More importantly, though, neither the absence of a firm categorical definition of market freedom nor the absence of complete market freedom in any case justify government regulation of economic activity in any particular instance or indict general arguments in favor of more freedom.

To see this, apply the same line of reasoning to personal liberties:
We have been told that people have rights. We have been told that men and women have the right to "life, liberty, and the pursuit of happiness." We have been told that a free society is critical for political, economic, and personal development. Except for just one thing. There really is no such things as a free society. All societies regulate personal behavior in some ways, and the only reason you think your society is free is because the rules and regulations that govern our behavior have become so accepted that they are functionally invisible. No one argues against or even thinks about laws banning murder, limiting the speed at which cars may be driven, requiring adults to wear pants in restaurants, or preventing pornographic movies to be shown in public places. There is no way to objectively determine "how free" a society is, it is merely a political definition; that is, personal rights are merely an illusion that reflects  a political processes that "decide" to protect this or that right.

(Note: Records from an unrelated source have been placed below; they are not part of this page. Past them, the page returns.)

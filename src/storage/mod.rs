mod config;
mod flock;
mod kv;
mod namespace;

pub use config::AppConfig;
pub use flock::ExclusiveFileLock;
pub use kv::DirStore;
pub use namespace::SessionNamespace;

use std::fs;
use std::io::ErrorKind;
use std::path::{Path, PathBuf};

use chrono::{DateTime, Utc};
use once_cell::sync::Lazy;
use regex::Regex;
use serde::{Deserialize, Serialize};
use thiserror::Error;

/// Longest accepted session name
pub const MAX_SESSION_NAME_LEN: usize = 64;

/// Environment variable overriding the store root
pub const HOME_ENV: &str = "HIVE_SWARM_HOME";

const ACTIVE_SESSION_FILE: &str = "active_session";

/// Protocols shipped with the binary, installed into `protocols/` on first use
const BUILTIN_PROTOCOLS: &[(&str, &str)] = &[
    ("parallel", include_str!("protocols/parallel.md")),
    ("pipeline", include_str!("protocols/pipeline.md")),
];
const SESSION_METADATA_FILE: &str = "session.json";

/// Regex for validating session names - only alphanumeric, dash, and underscore allowed
static SESSION_NAME_REGEX: Lazy<Regex> = Lazy::new(|| {
    Regex::new(r"^[a-zA-Z0-9_-]+$").expect("Invalid session name validation regex")
});

/// Validate a session name before it is used as a directory name.
/// Names must be 1-64 characters of alphanumerics, dashes, and underscores.
pub fn validate_session_name(name: &str) -> Result<(), StorageError> {
    if name.is_empty() {
        return Err(StorageError::InvalidSessionName(
            "Session name cannot be empty".to_string(),
        ));
    }

    if name.len() > MAX_SESSION_NAME_LEN {
        return Err(StorageError::InvalidSessionName(format!(
            "Session name '{}' is longer than {} characters",
            name, MAX_SESSION_NAME_LEN
        )));
    }

    if !SESSION_NAME_REGEX.is_match(name) {
        return Err(StorageError::InvalidSessionName(format!(
            "Session name '{}' must contain only alphanumeric characters, dashes, and underscores",
            name
        )));
    }

    Ok(())
}

#[derive(Debug, Error)]
pub enum StorageError {
    #[error("IO error: {0}")]
    Io(#[from] std::io::Error),
    #[error("JSON error: {0}")]
    Json(#[from] serde_json::Error),
    #[error("Invalid session name: {0}")]
    InvalidSessionName(String),
    #[error("Invalid key: {0}")]
    InvalidKey(String),
    #[error("Invalid worker ID {worker_id}: session has {worker_count} workers")]
    WorkerOutOfRange { worker_id: u32, worker_count: u32 },
    #[error("Invalid path: {0}")]
    InvalidPath(String),
    #[error("Invalid worker count: a session needs at least one worker")]
    InvalidWorkerCount,
    #[error("Invalid message: {0}")]
    InvalidMessage(String),
    #[error("Home directory not found: {0}")]
    HomeNotFound(String),
}

/// Persisted session metadata
#[derive(Debug, Clone, PartialEq, Serialize, Deserialize)]
pub struct SessionInfo {
    pub name: String,
    pub workspace: PathBuf,
    pub worker_count: u32,
    pub created_at: DateTime<Utc>,
    pub tmux_session: String,
    pub tmux_window: String,
}

/// Root of the coordination store: registry, config, and per-session namespaces
pub struct SwarmStorage {
    base_dir: PathBuf,
    config: AppConfig,
}

impl SwarmStorage {
    /// Open the store at the default location, initializing it if needed
    pub fn new() -> Result<Self, StorageError> {
        let base_dir = Self::get_app_data_dir()?;
        Self::new_with_base(base_dir)
    }

    /// Open the store at a custom base directory (for `--home` and tests)
    pub fn new_with_base(base_dir: PathBuf) -> Result<Self, StorageError> {
        fs::create_dir_all(&base_dir)?;
        fs::create_dir_all(base_dir.join("sessions"))?;
        fs::create_dir_all(base_dir.join("protocols"))?;

        let config = AppConfig::load_or_init(&base_dir.join("config.json"))?;

        let storage = Self { base_dir, config };
        storage.install_default_protocols()?;
        Ok(storage)
    }

    /// Get the app data directory path
    fn get_app_data_dir() -> Result<PathBuf, StorageError> {
        if let Ok(home) = std::env::var(HOME_ENV) {
            if !home.is_empty() {
                return Ok(PathBuf::from(home));
            }
        }

        #[cfg(windows)]
        {
            std::env::var("APPDATA")
                .map(|p| PathBuf::from(p).join("hive-swarm"))
                .map_err(|_| StorageError::HomeNotFound("APPDATA not set".to_string()))
        }
        #[cfg(not(windows))]
        {
            std::env::var("HOME")
                .map(|p| PathBuf::from(p).join(".config").join("hive-swarm"))
                .map_err(|_| StorageError::HomeNotFound("HOME not set".to_string()))
        }
    }

    pub fn base_dir(&self) -> &Path {
        &self.base_dir
    }

    pub fn config(&self) -> &AppConfig {
        &self.config
    }

    /// Get the config file path
    pub fn config_path(&self) -> PathBuf {
        self.base_dir.join("config.json")
    }

    /// Get path to sessions directory
    pub fn sessions_dir(&self) -> PathBuf {
        self.base_dir.join("sessions")
    }

    /// Get path to protocols directory
    pub fn protocols_dir(&self) -> PathBuf {
        self.base_dir.join("protocols")
    }

    /// Get path to a session directory with validation
    pub fn session_dir(&self, name: &str) -> Result<PathBuf, StorageError> {
        validate_session_name(name)?;
        Ok(self.sessions_dir().join(name))
    }

    fn active_pointer_path(&self) -> PathBuf {
        self.base_dir.join(ACTIVE_SESSION_FILE)
    }

    // ---------------------------------------------------------------------
    // Session registry
    // ---------------------------------------------------------------------

    /// Register a session, create its namespace, and make it active.
    /// Any previous registration under the same name is overwritten.
    pub fn register(
        &self,
        name: &str,
        workspace: &Path,
        worker_count: u32,
    ) -> Result<SessionInfo, StorageError> {
        validate_session_name(name)?;
        if worker_count == 0 {
            return Err(StorageError::InvalidWorkerCount);
        }

        let info = SessionInfo {
            name: name.to_string(),
            workspace: workspace.to_path_buf(),
            worker_count,
            created_at: Utc::now(),
            tmux_session: name.to_string(),
            tmux_window: self.config.tmux_window.clone(),
        };

        let namespace = SessionNamespace::new(name, self.session_dir(name)?, worker_count);
        namespace.ensure()?;

        let json = serde_json::to_string_pretty(&info)?;
        kv::write_atomic(&namespace.root().join(SESSION_METADATA_FILE), json.as_bytes())?;

        self.set_active(name)?;

        tracing::info!(
            "Registered session {} ({} workers, workspace {})",
            name,
            worker_count,
            workspace.display()
        );
        Ok(info)
    }

    /// Remove a session and all of its state. Returns false if it did not exist.
    pub fn unregister(&self, name: &str) -> Result<bool, StorageError> {
        let session_dir = self.session_dir(name)?;

        let removed = match fs::remove_dir_all(&session_dir) {
            Ok(()) => true,
            Err(e) if e.kind() == ErrorKind::NotFound => false,
            Err(e) => return Err(e.into()),
        };

        if self.read_active_pointer().as_deref() == Some(name) {
            self.clear_active()?;
        }

        if removed {
            tracing::info!("Unregistered session {}", name);
        }
        Ok(removed)
    }

    /// Load session metadata. Missing or unreadable metadata is `None`.
    pub fn get_info(&self, name: &str) -> Result<Option<SessionInfo>, StorageError> {
        let path = self.session_dir(name)?.join(SESSION_METADATA_FILE);

        let json = match fs::read_to_string(&path) {
            Ok(json) => json,
            Err(e) if e.kind() == ErrorKind::NotFound => return Ok(None),
            Err(e) => return Err(e.into()),
        };

        match serde_json::from_str::<SessionInfo>(&json) {
            Ok(info) => Ok(Some(info)),
            Err(e) => {
                tracing::warn!("Ignoring corrupt metadata for session {}: {}", name, e);
                Ok(None)
            }
        }
    }

    /// List all registered sessions, newest first
    pub fn list(&self) -> Result<Vec<SessionInfo>, StorageError> {
        let sessions_dir = self.sessions_dir();
        let mut sessions = Vec::new();

        let entries = match fs::read_dir(&sessions_dir) {
            Ok(entries) => entries,
            Err(e) if e.kind() == ErrorKind::NotFound => return Ok(sessions),
            Err(e) => return Err(e.into()),
        };

        for entry in entries.flatten() {
            if !entry.file_type().map(|t| t.is_dir()).unwrap_or(false) {
                continue;
            }
            let name = entry.file_name().to_string_lossy().to_string();
            if let Ok(Some(info)) = self.get_info(&name) {
                sessions.push(info);
            }
        }

        sessions.sort_by(|a, b| b.created_at.cmp(&a.created_at));

        Ok(sessions)
    }

    fn read_active_pointer(&self) -> Option<String> {
        let name = fs::read_to_string(self.active_pointer_path()).ok()?;
        let name = name.trim();
        if name.is_empty() {
            None
        } else {
            Some(name.to_string())
        }
    }

    /// Get the active session, ignoring a pointer to a session that no longer exists
    pub fn get_active(&self) -> Option<String> {
        let name = self.read_active_pointer()?;
        match self.get_info(&name) {
            Ok(Some(_)) => Some(name),
            _ => {
                tracing::debug!("Active session pointer names missing session {}", name);
                None
            }
        }
    }

    /// Point the active session at `name` without checking it is registered
    pub fn set_active(&self, name: &str) -> Result<(), StorageError> {
        validate_session_name(name)?;
        kv::write_atomic(&self.active_pointer_path(), name.as_bytes())?;
        Ok(())
    }

    /// Clear the active session pointer
    pub fn clear_active(&self) -> Result<(), StorageError> {
        match fs::remove_file(self.active_pointer_path()) {
            Ok(()) => Ok(()),
            Err(e) if e.kind() == ErrorKind::NotFound => Ok(()),
            Err(e) => Err(e.into()),
        }
    }

    /// Pick the session a command operates on: explicit name, then the
    /// active session, then the configured default.
    pub fn resolve_session(&self, explicit: Option<&str>) -> Result<String, StorageError> {
        let name = match explicit {
            Some(name) => name.to_string(),
            None => self
                .get_active()
                .unwrap_or_else(|| self.config.default_session.clone()),
        };
        validate_session_name(&name)?;
        Ok(name)
    }

    /// Worker count for a session, falling back to the configured default
    /// when the session is not registered
    pub fn worker_count(&self, name: &str) -> u32 {
        match self.get_info(name) {
            Ok(Some(info)) => info.worker_count,
            _ => self.config.default_workers,
        }
    }

    /// Resolve the state namespace for a session. Directories are created
    /// lazily by the stores that write into them.
    pub fn namespace(&self, name: &str) -> Result<SessionNamespace, StorageError> {
        let root = self.session_dir(name)?;
        Ok(SessionNamespace::new(name, root, self.worker_count(name)))
    }

    // ---------------------------------------------------------------------
    // Protocol library
    // ---------------------------------------------------------------------

    /// Copy the built-in protocols into the protocols directory. Existing
    /// files are never overwritten, so local edits survive upgrades.
    pub fn install_default_protocols(&self) -> Result<usize, StorageError> {
        let mut installed = 0;
        for (name, body) in BUILTIN_PROTOCOLS {
            let path = self.protocols_dir().join(format!("{}.md", name));
            if path.exists() {
                continue;
            }
            kv::write_atomic(&path, body.as_bytes())?;
            installed += 1;
        }

        if installed > 0 {
            tracing::info!("Installed {} built-in protocol(s)", installed);
        }
        Ok(installed)
    }

    /// List the protocol names available in the protocols directory
    pub fn list_protocols(&self) -> Result<Vec<String>, StorageError> {
        let dir = DirStore::new(self.protocols_dir(), Some("md"));
        let mut names = dir.keys()?;
        names.sort();
        Ok(names)
    }

    /// Read a protocol document. Returns `None` if not found.
    pub fn read_protocol(&self, name: &str) -> Result<Option<String>, StorageError> {
        DirStore::new(self.protocols_dir(), Some("md")).get(name)
    }

    /// Make `name` the session's protocol. Returns false if no such protocol exists.
    pub fn activate_protocol(
        &self,
        namespace: &SessionNamespace,
        name: &str,
    ) -> Result<bool, StorageError> {
        if self.read_protocol(name)?.is_none() {
            return Ok(false);
        }
        namespace.set_protocol(name)?;
        Ok(true)
    }

    /// Check a task message before it is handed to a worker
    pub fn validate_message(&self, message: &str) -> Result<(), StorageError> {
        if message.trim().is_empty() {
            return Err(StorageError::InvalidMessage("Message cannot be empty".to_string()));
        }

        let max = self.config.max_message_length;
        let len = message.chars().count();
        if len > max {
            return Err(StorageError::InvalidMessage(format!(
                "Message is {} characters, limit is {}",
                len, max
            )));
        }

        Ok(())
    }
}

I would go so far as to say that free societies depend on government limitation on freedom to protect personal safety and public morality. This is because supporters of personal freedom rely on simplistic assumptions about human behavior. In order for personal freedom to peaceably exist with an orderly society, you must have benign human nature, social harmony, and universal goodwill. But, it is often the case that these factors can only be maintained through government regulation. The fact is that personal liberty fundamentalists care less abut the public good and the general welfare than about their freedom to do whatever they please.
Nothing in these two paragraphs is less true than Left of Aggieland's comments. There is no completely free society, and we would be hard pressed to develop a comprehensive definition of "free society" in the first place. Yet, we can tell the difference between societies that have more or less respect for basic civil liberties. We know that Iran is less free than Turkey which is less free than France which is less free than the United States. Moreover, the absence of natural metrics or clear definition of personal freedom or individual liberty don't justify restrictions on free speech, free association, or a free press. For example, the existence of laws banning selling pornography to minors does not automatically condone other laws to protect public morality such as laws banning "obscene" books from public libraries. Likewise, the existence of laws that prevent businesses from hiring small children does not automatically justify the entire edifice of modern labor law.

The crux of the matter is that economic and civil liberties are both often subject to social regulation through political processes. Reasonable regulations to preserve public good and limit negative externalities in the marketplace are fine in principle. Likewise, reasonable regulation of personal freedom to preserve the peace and public decency are fine in principle. The argument is not (generally) about whether any regulation should be allowed but whether a particular regulation on personal or economic freedom is socially useful.